On March 17, 2023, Gov. Gavin Newsom announced that the maximum-security San Quentin State Prison would be transformed into a rehabilitation facility focused on education to improve public safety. The $20 million plan, to be enacted by 2025, would introduce new practices borrowed from Norway’s carceral system to San Quentin.

San Quentin is California’s oldest and most infamous state prison — known for having housed many high-profile convicts and the largest death row population in the country. More recently, it’s been known to be the site of innovative prison education programs, now serving as a “nationwide evidence-backed model to advance a more effective justice system that builds safer communities,” according to a press release from Gov. Newsom’s office.

Opened in 1854, the prison was built when an increase in crime followed the Gold Rush. It was originally a private institution and subjected inmates to inhumane conditions such as floggings and “shower baths,” as well as convict-leasing. San Quentin has remained a site of violence throughout its history — it’s just one example of what occurs within prisons across the country.

Inactive gas chamber at San Quentin.
photo courtesy of Wikimedia Commons

In the early 1970s, national prisons briefly implemented some rehabilitative practices. However, when American sociologist Robert Martinson released a study in 1974 describing his skepticism over rehabilitative programs, things changed. The study became widespread during the “War on Drugs,” which criminalized the public health issue of substance abuse primarily within working-class communities of color, beginning in the 1970s.

The prison population doubled during the War on Drugs and police and prison practices were militarized, disproportionately targeting communities of color. By the beginning of the 1980s, rehabilitation efforts were defunded in U.S. prisons and the prisons became increasingly plagued by violence, sexual assault and suicide.

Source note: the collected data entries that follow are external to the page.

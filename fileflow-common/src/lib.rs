//! FileFlow Common Library
//!
//! Shared protocol types, wire framing, and display formatting for the
//! FileFlow notification bridge. The bridge daemon and any driver
//! implementation both speak the line-delimited JSON protocol defined here.

pub mod format;
pub mod framing;
pub mod io;
pub mod protocol;

/// Version information for the bridge protocol
pub const PROTOCOL_VERSION: &str = "1.0";

/// Default port the bridge daemon listens on for driver connections
pub const DEFAULT_BRIDGE_PORT: u16 = 7600;

/// Default multicast group reserved for peer discovery
pub const DEFAULT_MULTICAST_GROUP: &str = "239.255.70.70";

/// Default port for the multicast discovery reservation
pub const DEFAULT_MULTICAST_PORT: u16 = 7601;

/// Channel name for notification events
pub const CHANNEL_NOTIFICATIONS: &str = "notifications";

/// Channel name for the foreground presence service
pub const CHANNEL_BACKGROUND: &str = "background";

/// Channel name for the multicast reservation guard
pub const CHANNEL_MULTICAST: &str = "multicast";

/// Label used when a request omits or mangles the file name
pub const DEFAULT_FILE_LABEL: &str = "File";

/// Label used when a request omits or mangles the device name
pub const DEFAULT_DEVICE_LABEL: &str = "Device";

/// Progress sentinel meaning "connected, handshaking" rather than a percentage
pub const CONNECTING_SENTINEL: i64 = -1;
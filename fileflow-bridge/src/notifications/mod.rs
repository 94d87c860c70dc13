//! Platform desktop notifications keyed by fixed identity slots
//!
//! This module provides a unified interface for rendering bridge events as
//! desktop notifications. Each notification is posted under a fixed slot id
//! so successive posts to the same slot replace the visible entry instead of
//! stacking, and terminal events never collide with lifecycle events.

use std::io;

#[cfg(all(unix, not(target_os = "macos")))]
mod linux;

#[cfg(target_os = "windows")]
mod windows;

/// Identity slot for the live foreground presence notification
pub const PRESENCE_NOTIFICATION_ID: u32 = 1001;

/// Identity slot for connection events
pub const CONNECTION_NOTIFICATION_ID: u32 = 2001;

/// Identity slot for transfer lifecycle events
pub const TRANSFER_NOTIFICATION_ID: u32 = 2002;

/// Identity slot for terminal events (completed, cancelled, error)
pub const ALERT_NOTIFICATION_ID: u32 = 2003;

/// Notification identity partition.
///
/// Events that describe the same ongoing thing share a slot so updates
/// replace one another; terminal events live in their own slot so a later
/// lifecycle event cannot silently overwrite them.
#[derive(Debug, Clone, Copy, PartialEq, Eq, Hash)]
pub enum Slot {
    /// The ongoing foreground presence entry
    Presence,
    /// Connection request / established / rejected
    Connection,
    /// Transfer request / started / progress / paused / resumed
    Transfer,
    /// Completed / cancelled / error
    Alert,
}

impl Slot {
    /// The fixed numeric identity under which the OS groups this slot
    pub fn id(self) -> u32 {
        match self {
            Slot::Presence => PRESENCE_NOTIFICATION_ID,
            Slot::Connection => CONNECTION_NOTIFICATION_ID,
            Slot::Transfer => TRANSFER_NOTIFICATION_ID,
            Slot::Alert => ALERT_NOTIFICATION_ID,
        }
    }
}

/// Urgency of a rendered notification
#[derive(Debug, Clone, Copy, PartialEq, Eq)]
pub enum Urgency {
    Low,
    Normal,
    Critical,
}

/// Progress bar state for a rendered notification
#[derive(Debug, Clone, Copy, PartialEq, Eq)]
pub enum Progress {
    /// Activity without a known percentage
    Indeterminate,
    /// A percentage in 0..=100
    Percent(u8),
}

/// A fully rendered notification, ready for a platform backend
#[derive(Debug, Clone, PartialEq)]
pub struct Notification {
    pub slot: Slot,
    pub title: String,
    pub body: String,
    pub progress: Option<Progress>,
    /// Whether the entry represents ongoing work and should not auto-dismiss
    pub ongoing: bool,
    pub urgency: Urgency,
}

/// Sink for rendered notifications.
///
/// Implementations must be best-effort: a failure is reported through the
/// returned result and logged by the caller, never surfaced to the driver.
pub trait Notifier: Send + Sync {
    /// Show or replace the notification in its slot
    fn post(&self, notification: &Notification) -> io::Result<()>;

    /// Remove the notification in the given slot, if any
    fn dismiss(&self, slot: Slot) -> io::Result<()>;
}

/// Desktop notification backend for the current platform
pub struct DesktopNotifier {
    app_name: String,
}

impl DesktopNotifier {
    /// Create a desktop notifier posting under the given application name
    pub fn new(app_name: &str) -> Self {
        Self {
            app_name: app_name.to_string(),
        }
    }
}

#[allow(unused_variables)]
impl Notifier for DesktopNotifier {
    fn post(&self, notification: &Notification) -> io::Result<()> {
        #[cfg(all(unix, not(target_os = "macos")))]
        return linux::post(&self.app_name, notification);

        #[cfg(target_os = "windows")]
        return windows::post(notification);

        // macOS: basic notification without slot replacement
        #[cfg(target_os = "macos")]
        return post_basic(&self.app_name, notification);

        #[cfg(not(any(unix, target_os = "windows")))]
        Ok(())
    }

    fn dismiss(&self, slot: Slot) -> io::Result<()> {
        #[cfg(all(unix, not(target_os = "macos")))]
        return linux::dismiss(slot);

        // Windows toasts and macOS banners expire on their own
        #[cfg(not(all(unix, not(target_os = "macos"))))]
        Ok(())
    }
}

/// Basic notification without slot handling (fallback for macOS)
#[cfg(target_os = "macos")]
fn post_basic(app_name: &str, notification: &Notification) -> io::Result<()> {
    use notify_rust::Notification as OsNotification;

    OsNotification::new()
        .appname(app_name)
        .summary(&notification.title)
        .body(&notification.body)
        .show()
        .map(|_| ())
        .map_err(io::Error::other)
}
use anyhow::{Context, Result};
use autojaki_lib::{commands, DisplayConfig, OutputFormat, PerformanceConfig};
use clap::{ArgAction, Parser, Subcommand};
use jaki_core::{Alphabet, SynthVelocities};
use tracing::Level;

#[derive(Parser, Debug)]
#[command(name = "autojaki")]
#[command(about = "Enumerate, sample and perform short/long rhythm patterns", long_about = None)]
struct Cli {
    /// Two symbols for short and long notes
    #[arg(short, long, global = true, default_value = "·–")]
    alphabet: String,

    /// Text printed between patterns
    #[arg(long, global = true, default_value = "\n")]
    separator: String,

    /// Log more (-v for debug, -vv for trace)
    #[arg(short, long, global = true, action = ArgAction::Count)]
    verbose: u8,

    #[command(subcommand)]
    command: Commands,
}

#[derive(Subcommand, Debug)]
enum Commands {
    /// Count the patterns of a length
    Count {
        #[arg(allow_negative_numbers = true)]
        length: i64,
    },
    /// List a slice of the patterns of a length
    List {
        #[arg(allow_negative_numbers = true)]
        length: i64,

        /// First index (default: 0)
        #[arg(long, default_value = "0")]
        start: u128,

        /// Index to stop before (default: the end)
        #[arg(long)]
        stop: Option<u128>,

        /// Take every nth pattern
        #[arg(long, default_value = "1")]
        step: u128,
    },
    /// Show the first patterns of a length
    Head {
        #[arg(allow_negative_numbers = true)]
        length: i64,

        /// How many patterns to show
        #[arg(short, default_value = "5")]
        n: u128,
    },
    /// Show the pattern at an index
    Get {
        #[arg(allow_negative_numbers = true)]
        length: i64,

        index: u128,
    },
    /// Show the index of a pattern
    Rank {
        pattern: String,
    },
    /// Draw random patterns of a length
    Choose {
        #[arg(allow_negative_numbers = true)]
        length: i64,

        /// How many patterns to draw
        #[arg(short, default_value = "1")]
        k: usize,

        /// Seed for reproducible draws
        #[arg(long)]
        seed: Option<u64>,
    },
    /// Print the performance events for a pattern
    Perform {
        pattern: String,

        /// Note number (default: 60)
        #[arg(long)]
        pitch: Option<u8>,

        /// Channel or voice (default: 0)
        #[arg(long)]
        channel: Option<u8>,

        /// Velocity of a short note after a long one
        #[arg(long)]
        accent: Option<u8>,

        /// Velocity of other short notes and the start of long ones
        #[arg(long)]
        normal: Option<u8>,

        /// Velocity of the second half of long notes
        #[arg(long)]
        soft: Option<u8>,

        /// Velocities as JSON, e.g. '{"accent": 120}'
        #[arg(long)]
        velocities_json: Option<String>,

        #[arg(short, long, value_enum, default_value = "text")]
        format: OutputFormat,
    },
}

fn init_logging(verbose: u8) {
    let level = match verbose {
        0 => Level::WARN,
        1 => Level::DEBUG,
        _ => Level::TRACE,
    };
    tracing_subscriber::fmt()
        .with_max_level(level)
        .with_writer(std::io::stderr)
        .init();
}

fn velocities(
    json: Option<&str>,
    accent: Option<u8>,
    normal: Option<u8>,
    soft: Option<u8>,
) -> Result<SynthVelocities> {
    let base = match json {
        Some(json) => SynthVelocities::from_json(json)?,
        None => SynthVelocities::default(),
    };
    SynthVelocities::new(
        accent.unwrap_or(base.accent),
        normal.unwrap_or(base.normal),
        soft.unwrap_or(base.soft),
    )
    .context("Invalid velocities")
}

fn main() -> Result<()> {
    let cli = Cli::parse();
    init_logging(cli.verbose);

    let display = DisplayConfig {
        alphabet: Alphabet::new(&cli.alphabet).context("Invalid --alphabet")?,
        separator: cli.separator,
    };

    let output = match cli.command {
        Commands::Count { length } => commands::count(length)?,
        Commands::List {
            length,
            start,
            stop,
            step,
        } => commands::list(length, start, stop, step, &display)?,
        Commands::Head { length, n } => commands::head(length, n, &display)?,
        Commands::Get { length, index } => commands::get(length, index, &display)?,
        Commands::Rank { pattern } => commands::rank(&pattern, &display)?,
        Commands::Choose { length, k, seed } => commands::choose(length, k, seed, &display)?,
        Commands::Perform {
            pattern,
            pitch,
            channel,
            accent,
            normal,
            soft,
            velocities_json,
            format,
        } => {
            let config = PerformanceConfig {
                pitch,
                channel,
                velocities: velocities(velocities_json.as_deref(), accent, normal, soft)?,
                format,
            };
            commands::perform(&pattern, &display, &config)?
        }
    };

    println!("{}", output);
    Ok(())
}
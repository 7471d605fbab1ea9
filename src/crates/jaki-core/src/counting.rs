//! Exact counting for short/long compositions
//!
//! The number of ways to fill a length `n` with notes of duration 1 and 2 is
//! the Fibonacci number `F(n + 1)`: a pattern either starts with a short note
//! followed by a pattern of `n - 1`, or with a long note followed by a pattern
//! of `n - 2`. All arithmetic here is exact and checked; a closed-form
//! floating point formula drifts from the true value for large `n`.

/// Largest pattern length whose pattern count fits in a `u128`
pub const MAX_LENGTH: usize = 185;

/// Return the `n`th Fibonacci number, with `F(0) = 0` and `F(1) = F(2) = 1`
///
/// Returns `None` if the value does not fit in a `u128` (`n > 186`).
///
/// # Examples
/// ```
/// use jaki_core::fibonacci;
///
/// assert_eq!(fibonacci(0), Some(0));
/// assert_eq!(fibonacci(10), Some(55));
/// assert_eq!(fibonacci(187), None);
/// ```
pub fn fibonacci(n: usize) -> Option<u128> {
    if n == 0 {
        return Some(0);
    }

    let (mut previous, mut current): (u128, u128) = (0, 1);
    for _ in 1..n {
        let next = previous.checked_add(current)?;
        previous = current;
        current = next;
    }
    Some(current)
}

/// Number of patterns whose durations sum to `length`
pub fn pattern_count(length: usize) -> Option<u128> {
    fibonacci(length.checked_add(1)?)
}

/// Binomial coefficient `C(n, k)`, or `None` if it does not fit in a `u128`
///
/// Each step divides out the common factor first, so intermediate values
/// never exceed the final result.
pub fn binomial(n: usize, k: usize) -> Option<u128> {
    if k > n {
        return Some(0);
    }

    let k = k.min(n - k);
    let mut result: u128 = 1;
    for i in 0..k {
        // result == C(n, i) here
        let numerator = (n - i) as u128;
        let denominator = (i + 1) as u128;
        let common = gcd(result, denominator);
        result = (result / common).checked_mul(numerator / (denominator / common))?;
    }
    Some(result)
}

fn gcd(mut a: u128, mut b: u128) -> u128 {
    while b != 0 {
        let temp = b;
        b = a % b;
        a = temp;
    }
    a
}

#[cfg(test)]
mod tests {
    use super::*;

    #[test]
    fn test_fibonacci_small() {
        let expected = [0u128, 1, 1, 2, 3, 5, 8, 13, 21, 34, 55];
        for (n, &value) in expected.iter().enumerate() {
            assert_eq!(fibonacci(n), Some(value), "F({})", n);
        }
    }

    #[test]
    fn test_fibonacci_large_is_exact() {
        // A float closed form is already off by this point
        assert_eq!(fibonacci(100), Some(354_224_848_179_261_915_075));
        assert_eq!(
            fibonacci(186),
            Some(332_825_110_087_067_562_321_196_029_789_634_457_848)
        );
        assert_eq!(fibonacci(187), None);
    }

    #[test]
    fn test_pattern_count() {
        let expected = [1u128, 1, 2, 3, 5, 8];
        for (length, &count) in expected.iter().enumerate() {
            assert_eq!(pattern_count(length), Some(count));
        }
        assert!(pattern_count(MAX_LENGTH).is_some());
        assert!(pattern_count(MAX_LENGTH + 1).is_none());
    }

    #[test]
    fn test_binomial() {
        assert_eq!(binomial(0, 0), Some(1));
        assert_eq!(binomial(5, 0), Some(1));
        assert_eq!(binomial(5, 2), Some(10));
        assert_eq!(binomial(5, 3), Some(10));
        assert_eq!(binomial(3, 5), Some(0));
        assert_eq!(binomial(50, 25), Some(126_410_606_437_752));
    }

    #[test]
    fn test_binomial_no_spurious_overflow() {
        // C(128, 64) ~ 2.4e37 fits, even though naive products would not
        assert_eq!(
            binomial(128, 64),
            Some(23_951_146_041_928_082_866_135_587_776_380_551_750)
        );
        assert_eq!(binomial(200, 100), None);
    }

    #[test]
    fn test_groups_sum_to_count() {
        for length in 0..=MAX_LENGTH {
            let total: u128 = (0..=length / 2)
                .map(|longs| binomial(length - longs, longs).unwrap())
                .sum();
            assert_eq!(Some(total), pattern_count(length), "length {}", length);
        }
    }
}
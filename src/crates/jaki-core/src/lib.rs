//! Core types for short/long rhythm patterns
//!
//! This crate enumerates every rhythm built from short (1 unit) and long
//! (2 unit) notes that fills a given length, and turns a chosen rhythm into
//! performance events for an external synthesizer.
//!
//! # Examples
//!
//! ```
//! use jaki_core::{Alphabet, Pattern, PatternSpace, PerformanceMapper};
//!
//! let space = PatternSpace::new(3).unwrap();
//! let rendered: Vec<String> = space.iter().map(|p| p.to_string()).collect();
//! assert_eq!(rendered, vec!["···", "·–", "–·"]);
//!
//! let pattern = Pattern::parse("·–·", Alphabet::default()).unwrap();
//! let velocities: Vec<u8> = PerformanceMapper::default()
//!     .map(&pattern)
//!     .iter()
//!     .map(|event| event.velocity())
//!     .collect();
//! assert_eq!(velocities, vec![100, 100, 50, 127]);
//! ```
//!
//! # Main Components
//!
//! - **NoteUnit**: a single short or long note with its symbol
//! - **Pattern**: an ordered sequence of notes
//! - **PatternSpace**: lazy, indexable enumeration of every pattern of a length
//! - **PerformanceMapper**: converts a pattern into accented events

pub mod counting;
pub mod error;
pub mod note;
pub mod pattern;
pub mod performance;
pub mod space;

pub use counting::{binomial, fibonacci, pattern_count, MAX_LENGTH};
pub use error::{ErrorKind, JakiError, Result};
pub use note::{Alphabet, NoteKind, NoteUnit};
pub use pattern::{Pattern, Patterns};
pub use performance::{EventSink, Events, PerformanceEvent, PerformanceMapper, SynthVelocities};
pub use space::{Compositions, PatternSpace, Slice};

The United States is a world leader in incarceration, holding almost 2 million individuals within its penitentiary systems. According to the Prison Policy Initiative, prisons might be secure, but they are largely unsafe. Violence is common in prisons, and is “tied to trauma prior to incarceration as well as mental health stressors inside.”

Today, San Quentin houses all death-row inmates in California. The death penalty has been in discussion for decades in California, being paused and reinstated several times since 1972. Although the lethal injection protocol was repealed by Gov. Newsom in 2019, there are still death-sentenced prisoners kept in a maximum security sector of San Quentin, effectively serving a life sentence.

San Quentin State Prison on the North side of the San Francisco Bay.
photo courtesy of Wikimedia Commons

The 2019 order by Newsom also placed a moratorium on the death penalty in California. All people sentenced to death in California have been reprieved and the lethal injection facility at San Quentin will be closed as a part of the reform process.

The remaining San Quentin prisoners are primarily housed in medium or low security facilities. The level of security an inmate requires is based on an inmate number system — the lower the number, the lower the security protocol for that inmate. These numbers can change throughout a prisoner’s sentence based on their behavior and other factors. 

The number system also determines if an inmate is allowed to enroll at Mount Tamalpais College (MTC). Formerly known as the Prison University Project, the associate’s degree program offers courses to incarcerated people at San Quentin. MTC’s core values include opportunity and access, excellence, independent critical thinking, respectful dialogue and human dignity. 

Sydney Recht, a former English teacher at Lowell High School, now co-teaches an English class a few nights a week at MTC. “I believe firmly in restorative justice and the ability of education to help people change,” she said.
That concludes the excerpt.